## Action item
Which of the lines below mention the word "MountSubstrate"? Pull each one out.
:: Task input ::
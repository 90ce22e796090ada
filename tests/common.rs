use std::path::{Path, PathBuf};
use std::sync::{Arc, Mutex};
use std::time::Duration;

use drivefuse::cache::{BlobStore, MetaStore};
use drivefuse::sync::{DirRemote, SyncOptions, Syncer};
use drivefuse::vfs::{AdapterOptions, DriveAdapter, LocalId};
use drivefuse::SyncEngine;
use tempfile::TempDir;

/// Get the path to the drivefuse binary for testing.
#[allow(dead_code)]
pub fn get_drivefuse_path() -> PathBuf {
    assert_cmd::cargo::cargo_bin!("drivefuse").to_path_buf()
}

/// Sync engine stand-in that only records what the adapter asked for.
#[derive(Default)]
#[allow(dead_code)]
pub struct RecordingSync {
    pub fetches: Mutex<Vec<LocalId>>,
    pub dirty: Mutex<Vec<LocalId>>,
}

impl SyncEngine for RecordingSync {
    fn sync(&self, _blocking: bool) -> drivefuse::Result<()> {
        Ok(())
    }

    fn start(&self) -> drivefuse::Result<()> {
        Ok(())
    }

    fn request_fetch(&self, id: LocalId) {
        self.fetches.lock().unwrap().push(id);
    }

    fn notify_dirty(&self, id: LocalId) {
        self.dirty.lock().unwrap().push(id);
    }
}

/// Isolated data directory, remote directory and caches for one test.
/// Used by various test files - #[allow(dead_code)] because not all tests use all fields.
#[allow(dead_code)]
pub struct TestDrive {
    pub temp_dir: TempDir,
    pub data_dir: PathBuf,
    pub remote_root: PathBuf,
    pub meta: Arc<MetaStore>,
    pub blobs: Arc<BlobStore>,
}

impl Default for TestDrive {
    fn default() -> Self {
        Self::new()
    }
}

#[allow(dead_code)]
impl TestDrive {
    pub fn new() -> Self {
        let temp_dir = tempfile::tempdir().expect("Failed to create temp dir");
        let data_dir = temp_dir.path().join("data");
        let remote_root = temp_dir.path().join("remote");
        std::fs::create_dir_all(&remote_root).expect("Failed to create remote dir");

        let meta = Arc::new(
            MetaStore::open(&data_dir.join("metadata.json"), false)
                .expect("Failed to open metadata"),
        );
        let blobs =
            Arc::new(BlobStore::open(&data_dir.join("blobs")).expect("Failed to open blobs"));

        TestDrive {
            temp_dir,
            data_dir,
            remote_root,
            meta,
            blobs,
        }
    }

    /// Reopen the caches from disk, as a restarted process would.
    pub fn reopen(&mut self) {
        self.meta = Arc::new(
            MetaStore::open(&self.data_dir.join("metadata.json"), false)
                .expect("Failed to reopen metadata"),
        );
        self.blobs =
            Arc::new(BlobStore::open(&self.data_dir.join("blobs")).expect("Failed to reopen blobs"));
    }

    pub fn write_remote(&self, rel: &str, content: &[u8]) {
        let path = self.remote_root.join(rel);
        if let Some(parent) = path.parent() {
            std::fs::create_dir_all(parent).expect("Failed to create remote parent");
        }
        std::fs::write(path, content).expect("Failed to write remote file");
    }

    pub fn remote_path(&self, rel: &str) -> PathBuf {
        self.remote_root.join(rel)
    }

    pub fn syncer(&self) -> Arc<Syncer> {
        let remote = Arc::new(DirRemote::new(&self.remote_root).expect("Failed to open remote"));
        Arc::new(Syncer::new(
            self.meta.clone(),
            self.blobs.clone(),
            remote,
            SyncOptions {
                interval: Duration::from_secs(3600),
                debounce: Duration::from_millis(50),
            },
        ))
    }

    pub fn adapter(&self, sync: Arc<dyn SyncEngine>) -> DriveAdapter {
        DriveAdapter::new(
            self.meta.clone(),
            self.blobs.clone(),
            sync,
            AdapterOptions::default(),
        )
        .expect("Failed to build adapter")
    }
}

/// Poll `check` until it holds or `timeout` elapses.
#[allow(dead_code)]
pub fn wait_until(timeout: Duration, mut check: impl FnMut() -> bool) -> bool {
    let deadline = std::time::Instant::now() + timeout;
    while std::time::Instant::now() < deadline {
        if check() {
            return true;
        }
        std::thread::sleep(Duration::from_millis(20));
    }
    check()
}

#[allow(dead_code)]
pub fn read_to_string(path: &Path) -> String {
    std::fs::read_to_string(path).unwrap_or_default()
}
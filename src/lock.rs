use crate::config::get_lock_path;
use crate::error::{DriveError, Result};
use fs2::FileExt;
use std::fs::{File, OpenOptions};
use std::path::Path;

/// Exclusive claim on a data directory, released on drop.
///
/// Two instances sharing one metadata snapshot and blob store would
/// overwrite each other's state.
pub struct InstanceLock {
    file: File,
}

impl InstanceLock {
    pub fn acquire(data_dir: &Path) -> Result<Self> {
        std::fs::create_dir_all(data_dir)?;
        let path = get_lock_path(data_dir);
        let file = OpenOptions::new()
            .read(true)
            .write(true)
            .create(true)
            .truncate(false)
            .open(&path)
            .map_err(|e| {
                DriveError::Config(format!("Failed to open lock file {}: {}", path.display(), e))
            })?;

        file.try_lock_exclusive()
            .map_err(|_| DriveError::Locked(data_dir.to_path_buf()))?;
        tracing::debug!("Acquired lock {}", path.display());
        Ok(InstanceLock { file })
    }
}

impl Drop for InstanceLock {
    fn drop(&mut self) {
        if let Err(e) = self.file.unlock() {
            tracing::warn!("Failed to release instance lock: {}", e);
        }
    }
}

#[cfg(test)]
mod tests {
    use super::*;

    #[test]
    fn test_second_instance_is_rejected() {
        let dir = tempfile::tempdir().unwrap();
        let first = InstanceLock::acquire(dir.path()).unwrap();

        assert!(matches!(
            InstanceLock::acquire(dir.path()),
            Err(DriveError::Locked(_))
        ));

        drop(first);
        assert!(InstanceLock::acquire(dir.path()).is_ok());
    }
}
use std::future::Future;
use std::sync::Arc;
use std::time::Duration;

use crate::cache::{BlobStore, MetaStore};
use crate::commands::Context;
use crate::config::{get_blob_dir, get_metadata_path};
use crate::error::{DriveError, Result};
use crate::lock::InstanceLock;
use crate::mount::{termination_signal, FuseSubstrate, MountController, ShutdownOutcome};
use crate::sync::{DirRemote, Remote, SyncEngine, SyncOptions, Syncer};
use crate::vfs::{AdapterOptions, DriveAdapter, DriveFs};

/// Sync, mount and serve until the filesystem goes away. Returns the
/// process exit code.
pub async fn run_mount(ctx: &Context, blocksync: bool) -> Result<i32> {
    let _lock = InstanceLock::acquire(&ctx.data_dir)?;
    let config = &ctx.config;

    let meta = Arc::new(MetaStore::open(
        &get_metadata_path(&ctx.data_dir),
        config.metadata.unique_names,
    )?);
    let blobs = Arc::new(BlobStore::open(&get_blob_dir(&ctx.data_dir))?);
    let remote: Arc<dyn Remote> = Arc::new(DirRemote::new(&ctx.remote_root)?);
    tracing::info!("Synchronizing with {}", ctx.remote_root.display());

    let syncer = Arc::new(Syncer::new(
        meta.clone(),
        blobs.clone(),
        remote,
        SyncOptions {
            interval: config.sync.get_interval(),
            debounce: config.sync.get_debounce(),
        },
    ));

    if blocksync || config.sync.blocking_on_start {
        tracing::info!("Running blocking sync before mounting");
        let blocking = syncer.clone();
        tokio::task::spawn_blocking(move || blocking.sync(true))
            .await
            .map_err(|e| DriveError::Sync(format!("Blocking sync task failed: {}", e)))??;
    }
    syncer.start()?;

    let adapter = Arc::new(DriveAdapter::new(
        meta.clone(),
        blobs,
        syncer.clone(),
        AdapterOptions {
            reserved_names: config.fuse.get_ignored_names(),
            listing: config.fuse.listing,
        },
    )?);
    let fs = DriveFs::new(
        adapter,
        Duration::from_secs(config.fuse.get_ttl_secs()),
        tokio::runtime::Handle::current(),
    );

    let grace = config.shutdown.get_grace();
    let controller = Arc::new(MountController::new(
        FuseSubstrate,
        ctx.mount_point.clone(),
        grace,
    ));
    let session = controller.mount(fs)?;

    let (served_tx, mut served_rx) = tokio::sync::oneshot::channel();
    let serving = controller.clone();
    std::thread::spawn(move || {
        let _ = served_tx.send(serving.serve(session));
    });

    let outcome = tokio::select! {
        served = &mut served_rx => {
            if let Ok(Err(e)) = served {
                tracing::warn!("{}", e);
            }
            tracing::info!("Filesystem was unmounted externally");
            ShutdownOutcome::Unmounted
        }
        outcome = controller.shutdown_on(termination_signal()) => {
            if outcome == ShutdownOutcome::Unmounted {
                // Let the session drain before the final push
                let _ = tokio::time::timeout(grace, &mut served_rx).await;
            }
            outcome
        }
    };

    let outcome = match outcome {
        ShutdownOutcome::Unmounted => finish_within(syncer.finish(), grace, &meta).await,
        ShutdownOutcome::Forced => {
            save_metadata(&meta);
            ShutdownOutcome::Forced
        }
    };

    Ok(outcome.exit_code())
}

/// Run the final push, giving up after `grace`. A push that does not finish
/// in time leaves its files dirty for the next start.
async fn finish_within<F>(finish: F, grace: Duration, meta: &MetaStore) -> ShutdownOutcome
where
    F: Future<Output = Result<()>>,
{
    match tokio::time::timeout(grace, finish).await {
        Ok(Ok(())) => ShutdownOutcome::Unmounted,
        Ok(Err(e)) => {
            tracing::warn!("Final sync failed: {}", e);
            ShutdownOutcome::Unmounted
        }
        Err(_) => {
            tracing::warn!("Final sync did not finish within {:?}, exiting", grace);
            save_metadata(meta);
            ShutdownOutcome::Forced
        }
    }
}

fn save_metadata(meta: &MetaStore) {
    if let Err(e) = meta.save() {
        tracing::warn!("Failed to save metadata: {}", e);
    }
}
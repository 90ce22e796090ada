use crate::cli::ConfigAction;
use crate::commands::Context;
use crate::config::get_config_path;
use crate::error::Result;

pub fn handle_config_command(ctx: &Context, action: Option<ConfigAction>) -> Result<()> {
    let config_path = get_config_path(&ctx.data_dir);
    match action {
        Some(ConfigAction::Path) => {
            println!("Config location: {}", config_path.display());
        }
        None | Some(ConfigAction::Show) => {
            let config = &ctx.config;
            println!("Config file: {}", config_path.display());
            println!();
            println!("Current configuration:");
            println!("  data_dir: {}", ctx.data_dir.display());
            println!("  mount_point: {}", ctx.mount_point.display());
            println!("  Remote:");
            println!("    root: {}", ctx.remote_root.display());
            println!("  Sync:");
            println!("    interval_secs: {}", config.sync.get_interval().as_secs());
            println!(
                "    debounce_ms: {}",
                config.sync.get_debounce().as_millis()
            );
            println!("    blocking_on_start: {}", config.sync.blocking_on_start);
            println!("  Fuse:");
            println!("    ttl_secs: {}", config.fuse.get_ttl_secs());
            println!("    ignored_names: {:?}", config.fuse.get_ignored_names());
            println!("    listing: {:?}", config.fuse.listing);
            println!("  Shutdown:");
            println!(
                "    grace_ms: {}",
                config.shutdown.get_grace().as_millis()
            );
            println!("  Metadata:");
            println!("    unique_names: {}", config.metadata.unique_names);
        }
    }
    Ok(())
}
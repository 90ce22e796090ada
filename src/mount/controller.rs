use parking_lot::Mutex;
use std::fs::DirBuilder;
use std::future::Future;
use std::os::unix::fs::DirBuilderExt;
use std::path::{Path, PathBuf};
use std::sync::Arc;
use std::time::Duration;

use super::MountSubstrate;
use crate::error::{DriveError, Result};

pub const DEFAULT_GRACE: Duration = Duration::from_secs(3);

const MOUNT_POINT_MODE: u32 = 0o774;
const STATE_POLL: Duration = Duration::from_millis(20);

#[derive(Debug, Clone, Copy, PartialEq, Eq)]
pub enum MountState {
    Unmounted,
    Mounting,
    Mounted,
    Unmounting,
    /// The unmount did not finish within the grace period.
    ForcedExit,
}

#[derive(Debug, Clone, Copy, PartialEq, Eq)]
pub enum ShutdownOutcome {
    Unmounted,
    Forced,
}

impl ShutdownOutcome {
    pub fn exit_code(self) -> i32 {
        match self {
            ShutdownOutcome::Unmounted => 0,
            ShutdownOutcome::Forced => 1,
        }
    }
}

/// Owns the mount of one mount point and its teardown.
pub struct MountController<S: MountSubstrate> {
    substrate: Arc<S>,
    mount_point: PathBuf,
    grace: Duration,
    state: Mutex<MountState>,
}

impl<S: MountSubstrate> MountController<S> {
    pub fn new(substrate: S, mount_point: PathBuf, grace: Duration) -> Self {
        MountController {
            substrate: Arc::new(substrate),
            mount_point,
            grace,
            state: Mutex::new(MountState::Unmounted),
        }
    }

    pub fn mount_point(&self) -> &Path {
        &self.mount_point
    }

    pub fn state(&self) -> MountState {
        *self.state.lock()
    }

    fn transition(&self, from: &[MountState], to: MountState) -> Result<()> {
        let mut state = self.state.lock();
        if !from.contains(&state) {
            return Err(DriveError::Mount(format!(
                "Cannot move from {:?} to {:?}",
                *state, to
            )));
        }
        tracing::debug!("Mount state {:?} -> {:?}", *state, to);
        *state = to;
        Ok(())
    }

    /// Attach `fs` to the mount point, clearing a stale mount left behind by
    /// an earlier run first.
    pub fn mount(&self, fs: S::Fs) -> Result<S::Session> {
        self.transition(&[MountState::Unmounted], MountState::Mounting)?;

        // A stale mount point fails to stat; the unmount below clears it
        if let Err(e) = DirBuilder::new()
            .recursive(true)
            .mode(MOUNT_POINT_MODE)
            .create(&self.mount_point)
        {
            tracing::debug!(
                "Could not create mount point {}: {}",
                self.mount_point.display(),
                e
            );
        }

        if let Err(e) = self.substrate.unmount(&self.mount_point) {
            tracing::debug!("Pre-mount unmount ignored: {}", e);
        }

        match self.substrate.mount(&self.mount_point, fs) {
            Ok(session) => {
                self.transition(&[MountState::Mounting], MountState::Mounted)?;
                tracing::info!("Mounted at {}", self.mount_point.display());
                Ok(session)
            }
            Err(e) => {
                *self.state.lock() = MountState::Unmounted;
                Err(e)
            }
        }
    }

    /// Block serving kernel requests until the filesystem is unmounted.
    pub fn serve(&self, session: S::Session) -> Result<()> {
        let result = self.substrate.serve(session);
        let mut state = self.state.lock();
        if *state != MountState::ForcedExit {
            *state = MountState::Unmounted;
        }
        result
    }

    /// Failures are logged and returned, never fatal.
    pub fn unmount(&self) -> Result<()> {
        self.substrate.unmount(&self.mount_point).map_err(|e| {
            tracing::warn!("{}", e);
            e
        })
    }

    /// Wait for `signal`, then unmount. Gives up once the grace period
    /// elapses, leaving the caller to exit with [`ShutdownOutcome::exit_code`].
    pub async fn shutdown_on<F>(&self, signal: F) -> ShutdownOutcome
    where
        F: Future<Output = ()>,
    {
        signal.await;
        if self
            .transition(&[MountState::Mounted], MountState::Unmounting)
            .is_err()
        {
            return ShutdownOutcome::Unmounted;
        }
        tracing::info!(
            "Shutting down, unmounting {}",
            self.mount_point.display()
        );

        let deadline = tokio::time::Instant::now() + self.grace;
        let (tx, rx) = tokio::sync::oneshot::channel();
        let substrate = self.substrate.clone();
        let path = self.mount_point.clone();
        // A busy mount can block unmount indefinitely, so it gets its own thread
        std::thread::spawn(move || {
            let _ = tx.send(substrate.unmount(&path));
        });

        match tokio::time::timeout_at(deadline, rx).await {
            Ok(Ok(Ok(()))) => return ShutdownOutcome::Unmounted,
            Ok(Ok(Err(e))) => tracing::warn!("{}", e),
            Ok(Err(_)) => tracing::warn!("Unmount thread exited without a result"),
            Err(_) => return self.force(),
        }

        // The unmount failed; the mount may still go away on its own
        while tokio::time::Instant::now() < deadline {
            if self.state() == MountState::Unmounted {
                return ShutdownOutcome::Unmounted;
            }
            tokio::time::sleep(STATE_POLL).await;
        }
        self.force()
    }

    fn force(&self) -> ShutdownOutcome {
        match self.transition(&[MountState::Unmounting], MountState::ForcedExit) {
            Ok(()) => {
                tracing::warn!(
                    "Couldn't unmount {} within {:?}, unmount it manually",
                    self.mount_point.display(),
                    self.grace
                );
                ShutdownOutcome::Forced
            }
            Err(_) => ShutdownOutcome::Unmounted,
        }
    }
}

/// Resolves on SIGINT or SIGTERM.
pub async fn termination_signal() {
    use tokio::signal::unix::{signal, SignalKind};

    let mut terminate = match signal(SignalKind::terminate()) {
        Ok(s) => Some(s),
        Err(e) => {
            tracing::warn!("Cannot listen for SIGTERM: {}", e);
            None
        }
    };
    let sigterm = async {
        match terminate.as_mut() {
            Some(s) => {
                s.recv().await;
            }
            None => std::future::pending::<()>().await,
        }
    };

    tokio::select! {
        result = tokio::signal::ctrl_c() => {
            if let Err(e) = result {
                tracing::warn!("Cannot listen for SIGINT: {}", e);
                std::future::pending::<()>().await;
            }
        }
        _ = sigterm => {}
    }
    tracing::info!("Received termination signal");
}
:::
## Exercise response
use super::MountSubstrate;
pub struct MountController<S: MountSubstrate> {
impl<S: MountSubstrate> MountController<S> {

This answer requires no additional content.